La previsione della vita utensile si è evoluta nel tempo e continua a evolversi, poiché ad oggi non esiste ancora una metodologia certa per determinarne l’esatto momento di rottura.
La vita utensile è uno dei problemi maggiori che affliggono il settore manifatturiero dall’alba dei tempi. Gli utensili sono un costo non indifferente nelle lavorazioni meccaniche e questo è particolarmente vero nelle macchine utensili.
Essi giocano un ruolo fondamentale in quanto non solo concorrono naturalmente alla corretta realizzazione del componente in fase di lavorazione, ma la loro rottura o usura può avere effetti disastrosi non solo sulla macchina utensile in sé, ma anche sul prodotto finito.

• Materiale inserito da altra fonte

//! Observables and their spectra
//!
//! An observable is a named Hermitian operator over a wire tuple. The order
//! of the wires is semantically meaningful for tensor products: it encodes
//! the factor order, which is distinct from ascending wire order.

use crate::error::{CoreError, Result};
use crate::linalg::{conjugate_transpose, eigh, is_hermitian};
use crate::operation::Operation;
use crate::wires::WireLabel;
use num_complex::Complex64;
use std::f64::consts::FRAC_PI_4;

/// A Hermitian observable over one or more wires
#[derive(Debug, Clone, PartialEq)]
pub enum Observable {
    /// Pauli X
    PauliX { wire: WireLabel },
    /// Pauli Y
    PauliY { wire: WireLabel },
    /// Pauli Z
    PauliZ { wire: WireLabel },
    /// Hadamard observable (X + Z) / sqrt(2)
    Hadamard { wire: WireLabel },
    /// Identity
    Identity { wire: WireLabel },
    /// Arbitrary Hermitian matrix over the given wires
    Hermitian {
        matrix: Vec<Complex64>,
        wires: Vec<WireLabel>,
    },
    /// Projector onto a computational basis state of the given wires
    Projector {
        basis_state: Vec<u8>,
        wires: Vec<WireLabel>,
    },
    /// Tensor product of observables; factor order is preserved
    Tensor { factors: Vec<Observable> },
    /// Linear combination `sum_i coeffs[i] * terms[i]`
    ///
    /// Composite observables have no joint eigenvalue decomposition here;
    /// they exist so callers that cannot handle them reject them by name.
    Hamiltonian {
        coeffs: Vec<f64>,
        terms: Vec<Observable>,
    },
}

impl Observable {
    /// The observable name, e.g. `"PauliZ"`
    pub fn name(&self) -> &'static str {
        match self {
            Observable::PauliX { .. } => "PauliX",
            Observable::PauliY { .. } => "PauliY",
            Observable::PauliZ { .. } => "PauliZ",
            Observable::Hadamard { .. } => "Hadamard",
            Observable::Identity { .. } => "Identity",
            Observable::Hermitian { .. } => "Hermitian",
            Observable::Projector { .. } => "Projector",
            Observable::Tensor { .. } => "Tensor",
            Observable::Hamiltonian { .. } => "Hamiltonian",
        }
    }

    /// Validated Hermitian observable constructor
    pub fn hermitian(matrix: Vec<Complex64>, wires: Vec<WireLabel>) -> Result<Self> {
        let dim = 1usize << wires.len();
        if matrix.len() != dim * dim || !is_hermitian(&matrix, dim, 1e-10) {
            return Err(CoreError::InvalidMatrix {
                elements: matrix.len(),
                wires: wires.len(),
            });
        }
        Ok(Observable::Hermitian { matrix, wires })
    }

    /// The wires this observable acts on, in factor order
    pub fn wires(&self) -> Vec<WireLabel> {
        match self {
            Observable::PauliX { wire }
            | Observable::PauliY { wire }
            | Observable::PauliZ { wire }
            | Observable::Hadamard { wire }
            | Observable::Identity { wire } => vec![wire.clone()],
            Observable::Hermitian { wires, .. } | Observable::Projector { wires, .. } => {
                wires.clone()
            }
            Observable::Tensor { factors } => {
                factors.iter().flat_map(|f| f.wires()).collect()
            }
            Observable::Hamiltonian { terms, .. } => {
                // Union of term wires, first occurrence order.
                let mut wires = Vec::new();
                for term in terms {
                    for w in term.wires() {
                        if !wires.contains(&w) {
                            wires.push(w);
                        }
                    }
                }
                wires
            }
        }
    }

    /// Whether this is a single-wire observable with eigenvalues {+1, -1}
    ///
    /// These admit the direct `1 - 2*bit` transformation of raw samples.
    pub fn is_pauli_like(&self) -> bool {
        matches!(
            self,
            Observable::PauliX { .. }
                | Observable::PauliY { .. }
                | Observable::PauliZ { .. }
                | Observable::Hadamard { .. }
        )
    }

    /// The eigenvalues of the observable, ordered consistently with its
    /// diagonalizing gates
    ///
    /// Tensor products combine factor eigenvalues in factor order
    /// (Kronecker product). Fails for composite observables without a
    /// defined spectrum.
    pub fn eigvals(&self) -> Result<Vec<f64>> {
        match self {
            Observable::PauliX { .. }
            | Observable::PauliY { .. }
            | Observable::PauliZ { .. }
            | Observable::Hadamard { .. } => Ok(vec![1.0, -1.0]),
            Observable::Identity { .. } => Ok(vec![1.0, 1.0]),
            Observable::Hermitian { matrix, wires } => {
                let dim = 1usize << wires.len();
                // Ascending order, matching the diagonalizing rotation.
                crate::linalg::eigvalsh(matrix, dim)
            }
            Observable::Projector { basis_state, .. } => {
                let dim = 1usize << basis_state.len();
                let idx = basis_state
                    .iter()
                    .fold(0usize, |acc, &b| (acc << 1) | b as usize);
                let mut vals = vec![0.0; dim];
                vals[idx] = 1.0;
                Ok(vals)
            }
            Observable::Tensor { factors } => {
                let mut vals = vec![1.0];
                for factor in factors {
                    let fv = factor.eigvals()?;
                    let mut next = Vec::with_capacity(vals.len() * fv.len());
                    for &a in &vals {
                        for &b in &fv {
                            next.push(a * b);
                        }
                    }
                    vals = next;
                }
                Ok(vals)
            }
            Observable::Hamiltonian { .. } => Err(CoreError::EigenvaluesUndefined {
                observable: self.name().to_string(),
            }),
        }
    }

    /// Gates that rotate the computational basis into the eigenbasis of
    /// this observable
    ///
    /// After applying these to the state, computational basis probabilities
    /// line up with `eigvals()` in order.
    pub fn diagonalizing_gates(&self) -> Result<Vec<Operation>> {
        match self {
            Observable::PauliZ { .. }
            | Observable::Identity { .. }
            | Observable::Projector { .. } => Ok(vec![]),
            Observable::PauliX { wire } => Ok(vec![Operation::Hadamard { wire: wire.clone() }]),
            Observable::PauliY { wire } => Ok(vec![
                Operation::PauliZ { wire: wire.clone() },
                Operation::S { wire: wire.clone() },
                Operation::Hadamard { wire: wire.clone() },
            ]),
            Observable::Hadamard { wire } => Ok(vec![Operation::RY {
                theta: -FRAC_PI_4,
                wire: wire.clone(),
            }]),
            Observable::Hermitian { matrix, wires } => {
                let dim = 1usize << wires.len();
                let (_, vectors) = eigh(matrix, dim)?;
                // V^H A V is diagonal with ascending eigenvalues, so V^H is
                // the change of basis to apply to the state.
                Ok(vec![Operation::QubitUnitary {
                    matrix: conjugate_transpose(&vectors, dim),
                    wires: wires.clone(),
                }])
            }
            Observable::Tensor { factors } => {
                let mut gates = Vec::new();
                for factor in factors {
                    gates.extend(factor.diagonalizing_gates()?);
                }
                Ok(gates)
            }
            Observable::Hamiltonian { .. } => Err(CoreError::DiagonalizingGatesUndefined {
                observable: self.name().to_string(),
            }),
        }
    }

    /// The matrices making up this observable, paired with their wires
    ///
    /// A tensor product yields one entry per factor; everything else yields
    /// a single entry. Used to apply the observable as an operator.
    pub fn factor_matrices(&self) -> Result<Vec<(Vec<Complex64>, Vec<WireLabel>)>> {
        let zero = Complex64::new(0.0, 0.0);
        let one = Complex64::new(1.0, 0.0);
        match self {
            Observable::PauliX { wire } => {
                Ok(vec![(vec![zero, one, one, zero], vec![wire.clone()])])
            }
            Observable::PauliY { wire } => Ok(vec![(
                vec![
                    zero,
                    Complex64::new(0.0, -1.0),
                    Complex64::new(0.0, 1.0),
                    zero,
                ],
                vec![wire.clone()],
            )]),
            Observable::PauliZ { wire } => {
                Ok(vec![(vec![one, zero, zero, -one], vec![wire.clone()])])
            }
            Observable::Hadamard { wire } => {
                let h = Complex64::new(std::f64::consts::FRAC_1_SQRT_2, 0.0);
                Ok(vec![(vec![h, h, h, -h], vec![wire.clone()])])
            }
            Observable::Identity { wire } => {
                Ok(vec![(vec![one, zero, zero, one], vec![wire.clone()])])
            }
            Observable::Hermitian { matrix, wires } => {
                Ok(vec![(matrix.clone(), wires.clone())])
            }
            Observable::Projector { basis_state, wires } => {
                let dim = 1usize << basis_state.len();
                let idx = basis_state
                    .iter()
                    .fold(0usize, |acc, &b| (acc << 1) | b as usize);
                let mut matrix = vec![zero; dim * dim];
                matrix[idx * dim + idx] = one;
                Ok(vec![(matrix, wires.clone())])
            }
            Observable::Tensor { factors } => {
                let mut out = Vec::with_capacity(factors.len());
                for factor in factors {
                    out.extend(factor.factor_matrices()?);
                }
                Ok(out)
            }
            Observable::Hamiltonian { .. } => Err(CoreError::EigenvaluesUndefined {
                observable: self.name().to_string(),
            }),
        }
    }
}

Basti pensare che la lavorazione di un basamento partendo da un grezzo di fonderia può richiedere decine di ore e la rottura di una punta a forare può compromettere non solo la singola feature ma anche tutto il prodotto se essa non può essere rimossa.
Inoltre, anche nel caso in cui si riesca a recuperare questi grezzi importanti, le ore di fermo macchina costituiscono una perdita di produttività ed economica estremamente rilevante. Prendiamo come esempio una lavorazione di foratura su un tornio motorizzato tre assi.
Operazioni come questa sono ad alto rischio in quanto qualora l’utensile si rompesse causerebbe non solo la perdita dell’utensile stesso ma anche il rischio di danni a catena sulle successive lavorazioni sulla medesima feature.
I vecchi approcci
La vita utensile è stata storicamente calcolata in una singola maniera: Taylor. Frederick Winslow Taylor fu un ingegnere meccanico statunitense che si occupò agli inizi del ‘900 di efficientamento dei processi industriali.
A lui si deve la teorizzazione della formula che porta il suo nome nel 1907 che, a distanza di oltre un secolo, domina i modelli di predizione della vita utensile. La sua formula (V_C∙T^n=C) mette in relazione la vita utile dell’utensile (T) e la velocità di taglio (V_C) dove C ed n sono costanti da determinare.